Google, the defining stock of a second Internet bubble has officially collapsed today: March 4th, 2008.

The GOOG stock sank this morning to the $440 range, which means that, unless you bought stock before October 2006, you have likely lost money on your Google investment. In other words, a year and a half of value creation was eradicated, and, in my humble opinion, this is just the beginning. I have already advised my friends to look for a $425 price target with dips below the $400 level within the next couple of days.

A dark cloud now hangs over the search giant and many problems will start to compound themselves inside and outside the organization. For the best managers, the problems that Google now faces are nearly impossibly to overcome, but Google does not have the type of hard-nosed managers needed to avert further collapse. The very unbridled optimism and originality that created tremendous shareholder value is now the enemy to present day stock performance.

The first problem is morale within the organization. By the end of this month, top Google talent will be sending out resumes or looking to return to their scientific training at Universities. The chrome plating has chipped off, and the great minds that Google has attracted do not stand to be heroic millionaires in a idyllic organization. Instead, they face the realization that they are well paid functionaries in a machine that is starting to resemble any other company. Worse, many are probably facing personal financial losses on the hedging, borrowing, and other vehicles employed to translate wealth "on paper" into homes, food, gas, and cars.

Second, the nervousness around the offices worldwide, as employees speak with their respective bankers while glued to the falling red numbers on Google finance, leads to a massive cross-company productivity loss. Teams are now working at 50% to 60% capacity and managers are working at even less. Stories of amazing personal losses are being told around the water cooler, as code for new functionality sits in repositories untouched and unreleased.

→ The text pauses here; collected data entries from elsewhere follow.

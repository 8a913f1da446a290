//! Configuration module
//!
//! Server, database, object storage, presign cache, pagination and trace
//! export settings, read from the environment (and an optional `.env` file).

use std::env;
use std::time::Duration;

use crate::constants::{
    DEFAULT_PAGE_SIZE, DEFAULT_PRESIGN_CACHE_TTL_SECS, DEFAULT_PRESIGN_EXPIRY_SECS,
    MAX_PAGE_SIZE, MAX_RESUME_SIZE_BYTES,
};
use crate::filter::PageLimits;

const SERVER_PORT: u16 = 8080;
const MAX_CONNECTIONS: u32 = 10;
const CONNECTION_TIMEOUT_SECS: u64 = 30;
const DEFAULT_REGION: &str = "us-east-1";
const DEFAULT_SERVICE_NAME: &str = "hireboard-api";

/// Settings that do not depend on the job board domain
#[derive(Clone, Debug)]
pub struct BaseConfig {
    pub server_port: u16,
    pub cors_origins: Vec<String>,
    pub db_max_connections: u32,
    pub db_timeout_seconds: u64,
    pub environment: String,
    pub log_format: LogFormat,
}

/// Console log rendering
#[derive(Clone, Copy, Debug, PartialEq, Eq)]
pub enum LogFormat {
    Compact,
    Json,
}

/// Transport used to reach the OTLP collector
#[derive(Clone, Copy, Debug, PartialEq, Eq)]
pub enum OtlpProtocol {
    Grpc,
    Http,
}

impl std::str::FromStr for OtlpProtocol {
    type Err = anyhow::Error;

    fn from_str(s: &str) -> Result<Self, Self::Err> {
        match s.trim().to_lowercase().as_str() {
            "grpc" => Ok(OtlpProtocol::Grpc),
            "http" | "http/protobuf" => Ok(OtlpProtocol::Http),
            other => Err(anyhow::anyhow!(
                "OTEL_EXPORTER_OTLP_PROTOCOL must be grpc or http/protobuf, got {}",
                other
            )),
        }
    }
}

/// OpenTelemetry trace export. Spans are only exported when an endpoint is set.
#[derive(Clone, Debug, PartialEq)]
pub struct OtelConfig {
    pub endpoint: Option<String>,
    pub protocol: OtlpProtocol,
    pub service_name: String,
    /// Fraction of root spans kept, 0.0 to 1.0
    pub sample_ratio: f64,
}

impl Default for OtelConfig {
    fn default() -> Self {
        OtelConfig {
            endpoint: None,
            protocol: OtlpProtocol::Grpc,
            service_name: DEFAULT_SERVICE_NAME.to_string(),
            sample_ratio: 1.0,
        }
    }
}

impl OtelConfig {
    /// Reads the standard `OTEL_*` variables. `TRACER_ENDPOINT` is accepted
    /// when `OTEL_EXPORTER_OTLP_ENDPOINT` is unset.
    pub fn from_lookup(lookup: impl Fn(&str) -> Option<String>) -> Result<Self, anyhow::Error> {
        let var = |key: &str| lookup(key).filter(|v| !v.trim().is_empty());

        let endpoint = var("OTEL_EXPORTER_OTLP_ENDPOINT").or_else(|| var("TRACER_ENDPOINT"));
        let protocol = match var("OTEL_EXPORTER_OTLP_PROTOCOL") {
            Some(raw) => raw.parse()?,
            None => OtlpProtocol::Grpc,
        };
        let sample_ratio = match var("OTEL_SAMPLE_RATIO") {
            Some(raw) => raw
                .trim()
                .parse()
                .map_err(|_| anyhow::anyhow!("OTEL_SAMPLE_RATIO must be a number"))?,
            None => 1.0,
        };

        Ok(OtelConfig {
            endpoint,
            protocol,
            service_name: var("OTEL_SERVICE_NAME")
                .unwrap_or_else(|| DEFAULT_SERVICE_NAME.to_string()),
            sample_ratio,
        })
    }

    pub fn is_enabled(&self) -> bool {
        self.endpoint.is_some()
    }
}

/// Application configuration.
#[derive(Clone, Debug)]
pub struct Config {
    pub base: BaseConfig,
    pub database_url: String,
    // Object storage
    pub s3_bucket: String,
    pub s3_region: String,
    // Custom endpoint for S3-compatible providers (MinIO, LocalStack, ...)
    pub s3_endpoint: Option<String>,
    // Presigned URLs
    pub presign_expiry_secs: u64,
    pub presign_cache_ttl_secs: u64,
    pub redis_url: Option<String>,
    pub max_resume_size_bytes: u64,
    // Listing
    pub default_page_size: i64,
    pub max_page_size: i64,
    pub otel: OtelConfig,
}

impl Config {
    /// Check if the application is running in production mode
    pub fn is_production(&self) -> bool {
        let environment = self.base.environment.to_lowercase();
        environment == "production" || environment == "prod"
    }

    pub fn from_env() -> Result<Self, anyhow::Error> {
        dotenvy::dotenv().ok();

        let environment = env::var("ENVIRONMENT")
            .or_else(|_| env::var("APP_ENV"))
            .unwrap_or_else(|_| "development".to_string());

        let cors_origins: Vec<String> = env::var("CORS_ORIGINS")
            .unwrap_or_else(|_| "*".to_string())
            .split(',')
            .map(|s| s.trim().to_string())
            .filter(|s| !s.is_empty())
            .collect();

        let log_format = match env::var("LOG_FORMAT")
            .unwrap_or_default()
            .to_lowercase()
            .as_str()
        {
            "json" => LogFormat::Json,
            _ => LogFormat::Compact,
        };

        let base = BaseConfig {
            server_port: env::var("PORT")
                .unwrap_or_else(|_| SERVER_PORT.to_string())
                .parse()
                .map_err(|_| anyhow::anyhow!("PORT must be a valid number"))?,
            cors_origins,
            db_max_connections: env::var("DB_MAX_CONNECTIONS")
                .unwrap_or_else(|_| MAX_CONNECTIONS.to_string())
                .parse()
                .unwrap_or(MAX_CONNECTIONS),
            db_timeout_seconds: env::var("DB_TIMEOUT_SECONDS")
                .unwrap_or_else(|_| CONNECTION_TIMEOUT_SECS.to_string())
                .parse()
                .unwrap_or(CONNECTION_TIMEOUT_SECS),
            environment,
            log_format,
        };

        let config = Config {
            base,
            database_url: env::var("DATABASE_URL")
                .map_err(|_| anyhow::anyhow!("DATABASE_URL must be set"))?,
            s3_bucket: env::var("S3_BUCKET")
                .map_err(|_| anyhow::anyhow!("S3_BUCKET must be set"))?,
            s3_region: env::var("S3_REGION")
                .or_else(|_| env::var("AWS_REGION"))
                .unwrap_or_else(|_| DEFAULT_REGION.to_string()),
            s3_endpoint: env::var("S3_ENDPOINT").ok().filter(|s| !s.trim().is_empty()),
            presign_expiry_secs: env::var("PRESIGN_EXPIRY_SECS")
                .unwrap_or_else(|_| DEFAULT_PRESIGN_EXPIRY_SECS.to_string())
                .parse()
                .unwrap_or(DEFAULT_PRESIGN_EXPIRY_SECS),
            presign_cache_ttl_secs: env::var("PRESIGN_CACHE_TTL_SECS")
                .unwrap_or_else(|_| DEFAULT_PRESIGN_CACHE_TTL_SECS.to_string())
                .parse()
                .unwrap_or(DEFAULT_PRESIGN_CACHE_TTL_SECS),
            redis_url: env::var("REDIS_URL").ok().filter(|s| !s.trim().is_empty()),
            max_resume_size_bytes: env::var("MAX_RESUME_SIZE_BYTES")
                .unwrap_or_else(|_| MAX_RESUME_SIZE_BYTES.to_string())
                .parse()
                .unwrap_or(MAX_RESUME_SIZE_BYTES),
            default_page_size: env::var("DEFAULT_PAGE_SIZE")
                .unwrap_or_else(|_| DEFAULT_PAGE_SIZE.to_string())
                .parse()
                .unwrap_or(DEFAULT_PAGE_SIZE),
            max_page_size: env::var("MAX_PAGE_SIZE")
                .unwrap_or_else(|_| MAX_PAGE_SIZE.to_string())
                .parse()
                .unwrap_or(MAX_PAGE_SIZE),
            otel: OtelConfig::from_lookup(|key| env::var(key).ok())?,
        };

        config.validate()?;
        Ok(config)
    }

    pub fn validate(&self) -> Result<(), anyhow::Error> {
        if self.is_production() && self.base.cors_origins.iter().any(|o| o == "*") {
            return Err(anyhow::anyhow!(
                "CORS_ORIGINS cannot be '*' in production. Please specify explicit origins."
            ));
        }

        if !self.database_url.starts_with("postgres://")
            && !self.database_url.starts_with("postgresql://")
        {
            return Err(anyhow::anyhow!(
                "DATABASE_URL must be a valid PostgreSQL connection string"
            ));
        }

        if self.s3_bucket.trim().is_empty() {
            return Err(anyhow::anyhow!("S3_BUCKET must not be empty"));
        }

        if self.presign_expiry_secs == 0 {
            return Err(anyhow::anyhow!("PRESIGN_EXPIRY_SECS must be positive"));
        }

        // A cached URL must never outlive its signature.
        if self.presign_cache_ttl_secs == 0
            || self.presign_cache_ttl_secs >= self.presign_expiry_secs
        {
            return Err(anyhow::anyhow!(
                "PRESIGN_CACHE_TTL_SECS must be positive and smaller than PRESIGN_EXPIRY_SECS"
            ));
        }

        if self.max_resume_size_bytes == 0 {
            return Err(anyhow::anyhow!("MAX_RESUME_SIZE_BYTES must be positive"));
        }

        if self.default_page_size <= 0 || self.max_page_size < self.default_page_size {
            return Err(anyhow::anyhow!(
                "DEFAULT_PAGE_SIZE must be positive and not exceed MAX_PAGE_SIZE"
            ));
        }

        if !(0.0..=1.0).contains(&self.otel.sample_ratio) {
            return Err(anyhow::anyhow!("OTEL_SAMPLE_RATIO must be between 0.0 and 1.0"));
        }

        Ok(())
    }

    pub fn server_port(&self) -> u16 {
        self.base.server_port
    }

    pub fn cors_origins(&self) -> &[String] {
        &self.base.cors_origins
    }

    pub fn environment(&self) -> &str {
        &self.base.environment
    }

    pub fn log_format(&self) -> LogFormat {
        self.base.log_format
    }

    pub fn otel(&self) -> &OtelConfig {
        &self.otel
    }

    pub fn db_max_connections(&self) -> u32 {
        self.base.db_max_connections
    }

    pub fn db_timeout_seconds(&self) -> u64 {
        self.base.db_timeout_seconds
    }

    pub fn database_url(&self) -> &str {
        &self.database_url
    }

    pub fn s3_bucket(&self) -> &str {
        &self.s3_bucket
    }

    pub fn s3_region(&self) -> &str {
        &self.s3_region
    }

    pub fn s3_endpoint(&self) -> Option<&str> {
        self.s3_endpoint.as_deref()
    }

    pub fn redis_url(&self) -> Option<&str> {
        self.redis_url.as_deref()
    }

    pub fn presign_expiry(&self) -> Duration {
        Duration::from_secs(self.presign_expiry_secs)
    }

    pub fn presign_cache_ttl(&self) -> Duration {
        Duration::from_secs(self.presign_cache_ttl_secs)
    }

    pub fn max_resume_size_bytes(&self) -> u64 {
        self.max_resume_size_bytes
    }

    pub fn page_limits(&self) -> PageLimits {
        PageLimits {
            default_page_size: self.default_page_size,
            max_page_size: self.max_page_size,
        }
    }
}

#[cfg(test)]
mod tests {
    use super::*;

    fn create_test_config() -> Config {
        Config {
            base: BaseConfig {
                server_port: 8080,
                cors_origins: vec!["*".to_string()],
                db_max_connections: 5,
                db_timeout_seconds: 30,
                environment: "development".to_string(),
                log_format: LogFormat::Compact,
            },
            database_url: "postgresql://localhost/hireboard".to_string(),
            s3_bucket: "resumes".to_string(),
            s3_region: "us-east-1".to_string(),
            s3_endpoint: None,
            presign_expiry_secs: DEFAULT_PRESIGN_EXPIRY_SECS,
            presign_cache_ttl_secs: DEFAULT_PRESIGN_CACHE_TTL_SECS,
            redis_url: None,
            max_resume_size_bytes: MAX_RESUME_SIZE_BYTES,
            default_page_size: DEFAULT_PAGE_SIZE,
            max_page_size: MAX_PAGE_SIZE,
            otel: OtelConfig::default(),
        }
    }

    fn lookup<'a>(vars: &'a [(&'a str, &'a str)]) -> impl Fn(&str) -> Option<String> + 'a {
        move |key| {
            vars.iter()
                .find(|(k, _)| *k == key)
                .map(|(_, v)| v.to_string())
        }
    }

    #[test]
    fn test_default_config_is_valid() {
        assert!(create_test_config().validate().is_ok());
    }

    #[test]
    fn test_cache_ttl_must_be_shorter_than_expiry() {
        let mut config = create_test_config();
        config.presign_cache_ttl_secs = config.presign_expiry_secs;
        assert!(config.validate().is_err());

        config.presign_cache_ttl_secs = 0;
        assert!(config.validate().is_err());
    }

    #[test]
    fn test_wildcard_cors_rejected_in_production() {
        let mut config = create_test_config();
        config.base.environment = "production".to_string();
        assert!(config.is_production());
        assert!(config.validate().is_err());

        config.base.cors_origins = vec!["https://jobs.example.com".to_string()];
        assert!(config.validate().is_ok());
    }

    #[test]
    fn test_database_url_must_be_postgres() {
        let mut config = create_test_config();
        config.database_url = "mysql://localhost/hireboard".to_string();
        assert!(config.validate().is_err());
    }

    #[test]
    fn test_page_limits_follow_config() {
        let mut config = create_test_config();
        config.default_page_size = 5;
        config.max_page_size = 50;
        let limits = config.page_limits();
        assert_eq!(limits.default_page_size, 5);
        assert_eq!(limits.max_page_size, 50);

        config.max_page_size = 4;
        assert!(config.validate().is_err());
    }

    #[test]
    fn test_trace_export_is_off_without_endpoint() {
        let otel = OtelConfig::from_lookup(lookup(&[])).unwrap();
        assert_eq!(otel, OtelConfig::default());
        assert!(!otel.is_enabled());
    }

    #[test]
    fn test_trace_endpoint_variables() {
        let otel = OtelConfig::from_lookup(lookup(&[("TRACER_ENDPOINT", "localhost:4317")])).unwrap();
        assert_eq!(otel.endpoint.as_deref(), Some("localhost:4317"));
        assert_eq!(otel.protocol, OtlpProtocol::Grpc);

        let otel = OtelConfig::from_lookup(lookup(&[
            ("TRACER_ENDPOINT", "localhost:4317"),
            ("OTEL_EXPORTER_OTLP_ENDPOINT", "http://collector:4318"),
            ("OTEL_EXPORTER_OTLP_PROTOCOL", "http/protobuf"),
            ("OTEL_SERVICE_NAME", "hireboard-staging"),
            ("OTEL_SAMPLE_RATIO", "0.25"),
        ]))
        .unwrap();
        assert_eq!(otel.endpoint.as_deref(), Some("http://collector:4318"));
        assert_eq!(otel.protocol, OtlpProtocol::Http);
        assert_eq!(otel.service_name, "hireboard-staging");
        assert_eq!(otel.sample_ratio, 0.25);
    }

    #[test]
    fn test_bad_trace_settings_are_rejected() {
        assert!(OtelConfig::from_lookup(lookup(&[("OTEL_EXPORTER_OTLP_PROTOCOL", "udp")])).is_err());
        assert!(OtelConfig::from_lookup(lookup(&[("OTEL_SAMPLE_RATIO", "most")])).is_err());

        let mut config = create_test_config();
        config.otel.sample_ratio = 1.5;
        assert!(config.validate().is_err());
    }
}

Third, the fast declining stock price breezing through fixed and arbitrary sale thresholds: short positions, large institution price targets, lower boundary employee hedge positions, personal investor pain levels, etc. Each time that the stock settles at new 52 week lows for a day or two, there is a large institution plotting to liquidate some or all of their GOOG holdings. Of course, these institutions can not just blanket dump the stock, so their traders are slowing pumping shares into the market, along with everyone else.

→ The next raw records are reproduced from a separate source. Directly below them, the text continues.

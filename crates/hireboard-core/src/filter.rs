//! Listing filters
//!
//! Raw query parameters arrive as optional strings and are turned into typed
//! filters here. Normalization never fails: blank values are dropped, values
//! that do not parse impose no constraint, an unreadable cursor restarts
//! the listing from the first page, and a repeated parameter keeps its first
//! value.

use serde::Deserialize;
use utoipa::IntoParams;
use uuid::Uuid;

use crate::constants::{DEFAULT_PAGE_SIZE, MAX_PAGE_SIZE};
use crate::models::{ApplicationStatus, JobType};

/// Page size bounds applied during normalization
#[derive(Debug, Clone, Copy, PartialEq, Eq)]
pub struct PageLimits {
    pub default_page_size: i64,
    pub max_page_size: i64,
}

impl Default for PageLimits {
    fn default() -> Self {
        PageLimits {
            default_page_size: DEFAULT_PAGE_SIZE,
            max_page_size: MAX_PAGE_SIZE,
        }
    }
}

impl PageLimits {
    /// Absent, unparseable or non-positive sizes fall back to the default;
    /// larger ones are clamped to the maximum.
    pub fn page_size(&self, raw: Option<&str>) -> i64 {
        match raw.and_then(|s| s.trim().parse::<i64>().ok()) {
            Some(size) if size > 0 => size.min(self.max_page_size),
            _ => self.default_page_size,
        }
    }
}

fn non_empty(raw: &Option<String>) -> Option<String> {
    raw.as_deref()
        .map(str::trim)
        .filter(|s| !s.is_empty())
        .map(str::to_string)
}

/// Keeps the first value of a repeated query parameter.
pub(crate) fn keep_first(slot: &mut Option<String>, value: String) {
    if slot.is_none() {
        *slot = Some(value);
    }
}

fn parsed<T: std::str::FromStr>(raw: &Option<String>) -> Option<T> {
    non_empty(raw).and_then(|s| s.parse().ok())
}

/// Query parameters of `GET /api/jobs`
#[derive(Debug, Clone, Default, Deserialize, IntoParams)]
#[into_params(parameter_in = Query)]
pub struct ListJobsQuery {
    /// Full-text match over title and company
    pub keyword: Option<String>,
    /// Lower bound on the posted minimum salary
    pub salary_min: Option<String>,
    /// Upper bound on the posted maximum salary
    pub salary_max: Option<String>,
    /// full-time, part-time or contract
    pub job_type: Option<String>,
    /// Cursor from the previous page
    pub next_token: Option<String>,
    pub page_size: Option<String>,
}

/// Query parameters of the application listings
#[derive(Debug, Clone, Default, Deserialize, IntoParams)]
#[into_params(parameter_in = Query)]
pub struct ListApplicationsQuery {
    /// pending, accepted or rejected
    pub status: Option<String>,
    /// Full-text match over the job's title and company
    pub keyword: Option<String>,
    pub job_id: Option<String>,
    /// Owner filter; ignored for candidates
    pub user_id: Option<String>,
    /// Cursor from the previous page
    pub next_token: Option<String>,
    pub page_size: Option<String>,
}

/// Normalized job listing filter
#[derive(Debug, Clone, PartialEq, Eq)]
pub struct JobFilter {
    pub page_size: i64,
    pub next_token: Option<Uuid>,
    pub keyword: Option<String>,
    pub salary_min: Option<i64>,
    pub salary_max: Option<i64>,
    pub job_type: Option<JobType>,
}

/// Normalized application listing filter
#[derive(Debug, Clone, PartialEq, Eq)]
pub struct ApplicationFilter {
    pub page_size: i64,
    pub next_token: Option<Uuid>,
    pub status: Option<ApplicationStatus>,
    pub keyword: Option<String>,
    pub user_id: Option<Uuid>,
    pub job_id: Option<Uuid>,
}

impl FromIterator<(String, String)> for ListJobsQuery {
    fn from_iter<I: IntoIterator<Item = (String, String)>>(pairs: I) -> Self {
        let mut query = ListJobsQuery::default();
        for (key, value) in pairs {
            let slot = match key.as_str() {
                "keyword" => &mut query.keyword,
                "salary_min" => &mut query.salary_min,
                "salary_max" => &mut query.salary_max,
                "job_type" => &mut query.job_type,
                "next_token" => &mut query.next_token,
                "page_size" => &mut query.page_size,
                _ => continue,
            };
            keep_first(slot, value);
        }
        query
    }
}

impl FromIterator<(String, String)> for ListApplicationsQuery {
    fn from_iter<I: IntoIterator<Item = (String, String)>>(pairs: I) -> Self {
        let mut query = ListApplicationsQuery::default();
        for (key, value) in pairs {
            let slot = match key.as_str() {
                "status" => &mut query.status,
                "keyword" => &mut query.keyword,
                "job_id" => &mut query.job_id,
                "user_id" => &mut query.user_id,
                "next_token" => &mut query.next_token,
                "page_size" => &mut query.page_size,
                _ => continue,
            };
            keep_first(slot, value);
        }
        query
    }
}

impl ListJobsQuery {
    pub fn normalize(&self, limits: &PageLimits) -> JobFilter {
        JobFilter {
            page_size: limits.page_size(self.page_size.as_deref()),
            next_token: parsed(&self.next_token),
            keyword: non_empty(&self.keyword),
            salary_min: parsed(&self.salary_min),
            salary_max: parsed(&self.salary_max),
            job_type: parsed(&self.job_type),
        }
    }
}

impl ListApplicationsQuery {
    pub fn normalize(&self, limits: &PageLimits) -> ApplicationFilter {
        ApplicationFilter {
            page_size: limits.page_size(self.page_size.as_deref()),
            next_token: parsed(&self.next_token),
            status: parsed(&self.status),
            keyword: non_empty(&self.keyword),
            user_id: parsed(&self.user_id),
            job_id: parsed(&self.job_id),
        }
    }
}

#[cfg(test)]
mod tests {
    use super::*;

    fn some(s: &str) -> Option<String> {
        Some(s.to_string())
    }

    #[test]
    fn test_page_size_defaults_and_clamps() {
        let limits = PageLimits::default();
        assert_eq!(limits.page_size(None), 20);
        assert_eq!(limits.page_size(Some("")), 20);
        assert_eq!(limits.page_size(Some("0")), 20);
        assert_eq!(limits.page_size(Some("-3")), 20);
        assert_eq!(limits.page_size(Some("ten")), 20);
        assert_eq!(limits.page_size(Some(" 7 ")), 7);
        assert_eq!(limits.page_size(Some("1000")), 100);
    }

    #[test]
    fn test_empty_query_has_no_constraints() {
        let filter = ListJobsQuery::default().normalize(&PageLimits::default());
        assert_eq!(
            filter,
            JobFilter {
                page_size: 20,
                next_token: None,
                keyword: None,
                salary_min: None,
                salary_max: None,
                job_type: None,
            }
        );
    }

    #[test]
    fn test_job_query_trims_and_parses() {
        let cursor = Uuid::now_v7();
        let query = ListJobsQuery {
            keyword: some("  software engineer "),
            salary_min: some("1000"),
            salary_max: some("abc"),
            job_type: some("contract"),
            next_token: Some(cursor.to_string()),
            page_size: some("5"),
        };
        let filter = query.normalize(&PageLimits::default());
        assert_eq!(filter.keyword.as_deref(), Some("software engineer"));
        assert_eq!(filter.salary_min, Some(1000));
        assert_eq!(filter.salary_max, None);
        assert_eq!(filter.job_type, Some(JobType::Contract));
        assert_eq!(filter.next_token, Some(cursor));
        assert_eq!(filter.page_size, 5);
    }

    #[test]
    fn test_blank_and_unknown_values_are_dropped() {
        let query = ListJobsQuery {
            keyword: some("   "),
            job_type: some("internship"),
            next_token: some("not-a-cursor"),
            ..Default::default()
        };
        let filter = query.normalize(&PageLimits::default());
        assert_eq!(filter.keyword, None);
        assert_eq!(filter.job_type, None);
        assert_eq!(filter.next_token, None);
    }

    #[test]
    fn test_repeated_parameters_keep_first_value() {
        let pairs = [
            ("keyword", "software"),
            ("keyword", "engineer"),
            ("page_size", "2"),
            ("page_size", "50"),
            ("utm_source", "newsletter"),
        ]
        .map(|(k, v)| (k.to_string(), v.to_string()));

        let query: ListJobsQuery = pairs.into_iter().collect();
        assert_eq!(query.keyword.as_deref(), Some("software"));
        assert_eq!(query.page_size.as_deref(), Some("2"));

        let query: ListApplicationsQuery = [
            ("status".to_string(), "rejected".to_string()),
            ("status".to_string(), "pending".to_string()),
        ]
        .into_iter()
        .collect();
        let filter = query.normalize(&PageLimits::default());
        assert_eq!(filter.status, Some(ApplicationStatus::Rejected));
    }

    #[test]
    fn test_application_query_normalizes() {
        let job_id = Uuid::now_v7();
        let query = ListApplicationsQuery {
            status: some("Accepted"),
            job_id: Some(job_id.to_string()),
            user_id: some("nobody"),
            ..Default::default()
        };
        let limits = PageLimits {
            default_page_size: 3,
            max_page_size: 10,
        };
        let filter = query.normalize(&limits);
        assert_eq!(filter.status, Some(ApplicationStatus::Accepted));
        assert_eq!(filter.job_id, Some(job_id));
        assert_eq!(filter.user_id, None);
        assert_eq!(filter.page_size, 3);
    }
}
//! Store traits shared by the PostgreSQL repositories and test doubles

use async_trait::async_trait;
use hireboard_core::{
    AppError, Application, ApplicationFilter, ApplicationListing, Job, JobFilter, JobInput,
    NewApplication, Page, User,
};
use uuid::Uuid;

#[async_trait]
pub trait JobStore: Send + Sync {
    async fn list_jobs(&self, filter: &JobFilter) -> Result<Page<Job>, AppError>;

    async fn get_job(&self, id: Uuid) -> Result<Option<Job>, AppError>;

    async fn create_job(&self, input: &JobInput) -> Result<Job, AppError>;

    /// Replaces every editable field. `None` when the job does not exist.
    async fn update_job(&self, id: Uuid, input: &JobInput) -> Result<Option<Job>, AppError>;

    /// Deletes the job and its applications. `false` when nothing was deleted.
    async fn delete_job(&self, id: Uuid) -> Result<bool, AppError>;
}

#[async_trait]
pub trait ApplicationStore: Send + Sync {
    async fn list_applications(
        &self,
        filter: &ApplicationFilter,
    ) -> Result<Page<ApplicationListing>, AppError>;

    /// Stores a pending application. Unknown jobs or users are `BadRequest`.
    async fn create_application(&self, input: &NewApplication) -> Result<Application, AppError>;
}

#[async_trait]
pub trait UserStore: Send + Sync {
    async fn get_user(&self, id: Uuid) -> Result<Option<User>, AppError>;

    /// Records `step` as the user's last accepted TOTP step.
    ///
    /// Succeeds only if `step` is newer than the stored one, so a step can be
    /// claimed at most once.
    async fn claim_totp_step(&self, id: Uuid, step: i64) -> Result<bool, AppError>;
}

Fourth, there are not any "real" buyers for the flood of GOOG stock hitting the market. Most of the stock gets eaten up by bright-eyed and opportunistic value investors looking to make a quick buck in the volatility. I cannot imagine any wise institution that is looking to buy into Google with a P/E ratio greater than 33 based on advertising model during a global recession.

Right now, a giant has fallen and will likely be down for the count. There are some things that can be done to avert disaster, but none of them underway, so the dark days at Google are just beginning.